HIGH SCORES “Assassin’s Creed: Valhalla” Score Brings Two Video Game Music Giants Together By Casey Jarman · January 12, 2021

Few video game franchises have been as ambitious as Assassin’s Creed. Across almost two dozen games in 13 years, it’s taken players around the world—and across the centuries. And, because an epic game demands an epic soundtrack, the music is always big. Veteran Danish composer Jesper Kyd, an industry icon who has also helmed music for much of the Hitman and Borderlands franchises, pioneered the expansive Assassin’s Creed sound across the series’s first four entries. American Sarah Schachner, who has worked on four and helmed three Assassin’s Creed titles (including an ambitious, globe-trotting score for the 2017 fan favorite, Origins), is also known for blockbusters like Anthem and Call of Duty: Modern Warfare. Both are known for bringing emotional depth and extraordinary production value to some of the biggest-ticket releases in the video games industry.

It tells you something about Ubisoft’s ambitions for the recently released Assassin’s Creed: Valhalla that it brought two composers synonymous with the series together to collaborate on the game’s music. Set primarily in Viking-era Norway and England, Valhalla is a technically and narratively complex game that attempts to tie many of the series’s story arcs together in a massive environment. Its music, which Kyd and Schachner created alongside collaborator Einar Selvik (also of the traditionally rooted, Nordic folk act Wardruna), reflects Valhalla’s grandiosity.
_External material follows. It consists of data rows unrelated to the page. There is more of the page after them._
//! The host's dependency graph.
//!
//! A [`Dependencies`] value holds every registered [`Asset`] of one family
//! (scripts or styles), the handles explicitly requested for the current page,
//! and the list of handles already satisfied. The host fills it in, hands it to
//! [`crate::Minifier::minify`] as a mutable borrow, and reads it back to emit
//! the final tags.
//!
//! Registration order is preserved; it is the order in which the rewriter
//! visits assets, so rewrites are reproducible.

use std::collections::{HashMap, HashSet};

use crate::core::{AssetKind, Group};
use crate::error::BundleError;

/// A single registered script or style.
#[derive(Debug, Clone, PartialEq, Eq)]
pub struct Asset {
    /// Unique identifier.
    pub handle: String,
    /// URL or site path. `None` for alias assets that only pull in deps.
    pub src: Option<String>,
    /// Handles this asset must be emitted after.
    pub deps: Vec<String>,
    /// Opaque version token, part of the fingerprint.
    pub ver: Option<String>,
    /// Inline script source emitted ahead of the asset (e.g. localization).
    pub data: Option<String>,
    /// Render position.
    pub group: Group,
}

impl Asset {
    pub fn new(handle: impl Into<String>) -> Self {
        Self {
            handle: handle.into(),
            src: None,
            deps: Vec::new(),
            ver: None,
            data: None,
            group: Group::HEADER,
        }
    }

    pub fn src(mut self, src: impl Into<String>) -> Self {
        self.src = Some(src.into());
        self
    }

    pub fn deps<I, S>(mut self, deps: I) -> Self
    where
        I: IntoIterator<Item = S>,
        S: Into<String>,
    {
        self.deps = deps.into_iter().map(Into::into).collect();
        self
    }

    pub fn ver(mut self, ver: impl Into<String>) -> Self {
        self.ver = Some(ver.into());
        self
    }

    pub fn data(mut self, data: impl Into<String>) -> Self {
        self.data = Some(data.into());
        self
    }

    pub fn group(mut self, group: Group) -> Self {
        self.group = group;
        self
    }

    pub fn in_footer(self) -> Self {
        self.group(Group::FOOTER)
    }
}

/// Dependency graph for one asset family.
#[derive(Debug, Clone)]
pub struct Dependencies {
    kind: AssetKind,
    /// Prepended to relative sources.
    pub base_url: String,
    /// Sources starting with this URL are already absolute.
    pub content_url: String,
    registered: Vec<Asset>,
    index: HashMap<String, usize>,
    /// Handles explicitly requested for this page, in request order.
    pub queue: Vec<String>,
    done: Vec<String>,
    done_set: HashSet<String>,
}

impl Dependencies {
    pub fn new(kind: AssetKind) -> Self {
        Self {
            kind,
            base_url: String::new(),
            content_url: String::new(),
            registered: Vec::new(),
            index: HashMap::new(),
            queue: Vec::new(),
            done: Vec::new(),
            done_set: HashSet::new(),
        }
    }

    /// Set up a graph from a family name such as `"scripts"` or
    /// `"WP_Styles"`. Any other name is a configuration error.
    pub fn for_family(name: &str) -> Result<Self, BundleError> {
        Ok(Self::new(name.parse()?))
    }

    pub fn scripts() -> Self {
        Self::new(AssetKind::Script)
    }

    pub fn styles() -> Self {
        Self::new(AssetKind::Style)
    }

    pub fn with_base_url(mut self, url: impl Into<String>) -> Self {
        self.base_url = url.into();
        self
    }

    pub fn with_content_url(mut self, url: impl Into<String>) -> Self {
        self.content_url = url.into();
        self
    }

    pub fn kind(&self) -> AssetKind {
        self.kind
    }

    /// Register an asset. Returns `false` and leaves the graph untouched if
    /// the handle is already taken.
    pub fn register(&mut self, asset: Asset) -> bool {
        if self.index.contains_key(&asset.handle) {
            return false;
        }

        self.index.insert(asset.handle.clone(), self.registered.len());
        self.registered.push(asset);
        true
    }

    /// Request a handle for the current page. Requesting twice is a no-op.
    pub fn enqueue(&mut self, handle: impl Into<String>) {
        let handle = handle.into();
        if !self.queue.contains(&handle) {
            self.queue.push(handle);
        }
    }

    pub fn get(&self, handle: &str) -> Option<&Asset> {
        self.index.get(handle).map(|&i| &self.registered[i])
    }

    pub fn get_mut(&mut self, handle: &str) -> Option<&mut Asset> {
        self.index.get(handle).map(|&i| &mut self.registered[i])
    }

    pub fn contains(&self, handle: &str) -> bool {
        self.index.contains_key(handle)
    }

    /// Group of a registered handle; unregistered handles sit in the header.
    pub fn group(&self, handle: &str) -> Group {
        self.get(handle).map(|asset| asset.group).unwrap_or_default()
    }

    /// Every registered asset, in registration order.
    pub fn registered(&self) -> impl Iterator<Item = &Asset> {
        self.registered.iter()
    }

    pub(crate) fn registered_mut(&mut self) -> impl Iterator<Item = &mut Asset> {
        self.registered.iter_mut()
    }

    /// Mark a handle as satisfied so the host will not emit it on its own.
    pub fn mark_done(&mut self, handle: &str) {
        if self.done_set.insert(handle.to_string()) {
            self.done.push(handle.to_string());
        }
    }

    pub fn is_done(&self, handle: &str) -> bool {
        self.done_set.contains(handle)
    }

    /// Satisfied handles, in the order they were marked.
    pub fn done(&self) -> &[String] {
        &self.done
    }
}

#[cfg(test)]
mod tests {
    use super::*;

    #[test]
    fn test_for_family() {
        assert_eq!(Dependencies::for_family("WP_Scripts").unwrap().kind(), AssetKind::Script);
        assert_eq!(Dependencies::for_family("styles").unwrap().kind(), AssetKind::Style);

        let err = Dependencies::for_family("WP_Widgets").unwrap_err();
        assert_eq!(err.to_string(), "'WP_Widgets' is not a script or style dependency graph");
    }

    #[test]
    fn test_register_once() {
        let mut graph = Dependencies::scripts();
        assert!(graph.register(Asset::new("a").ver("1")));
        assert!(!graph.register(Asset::new("a").ver("2")));
        assert_eq!(graph.get("a").unwrap().ver.as_deref(), Some("1"));
    }

    #[test]
    fn test_registration_order() {
        let mut graph = Dependencies::styles();
        graph.register(Asset::new("b"));
        graph.register(Asset::new("a"));
        graph.register(Asset::new("c"));

        let handles: Vec<_> = graph.registered().map(|a| a.handle.as_str()).collect();
        assert_eq!(handles, ["b", "a", "c"]);
    }

    #[test]
    fn test_group_default() {
        let mut graph = Dependencies::scripts();
        graph.register(Asset::new("f").in_footer());
        assert_eq!(graph.group("f"), Group::FOOTER);
        assert_eq!(graph.group("missing"), Group::HEADER);
    }

    #[test]
    fn test_done_and_queue_dedup() {
        let mut graph = Dependencies::scripts();
        graph.enqueue("a");
        graph.enqueue("a");
        graph.mark_done("a");
        graph.mark_done("a");
        assert_eq!(graph.queue, ["a"]);
        assert_eq!(graph.done(), ["a"]);
        assert!(graph.is_done("a"));
    }
}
From Schachner’s ethereal and soaring “Frozen Lands” to Kyd’s haunting reinvention of the series’s marquee song “Ezio’s Family,” the score—which is deployed in-game with admirable restraint that makes it all the more effective when it hits—is a blockbuster. It was also an incredible workload. Kyd notes that Valhalla, which was a global collaboration between 16 of Ubisoft’s studios, features around eight hours of music in total.

We spoke with Kyd and Schachner via email about working on an iconic series, collaborating during a pandemic, and growing up with a viking ship in the backyard.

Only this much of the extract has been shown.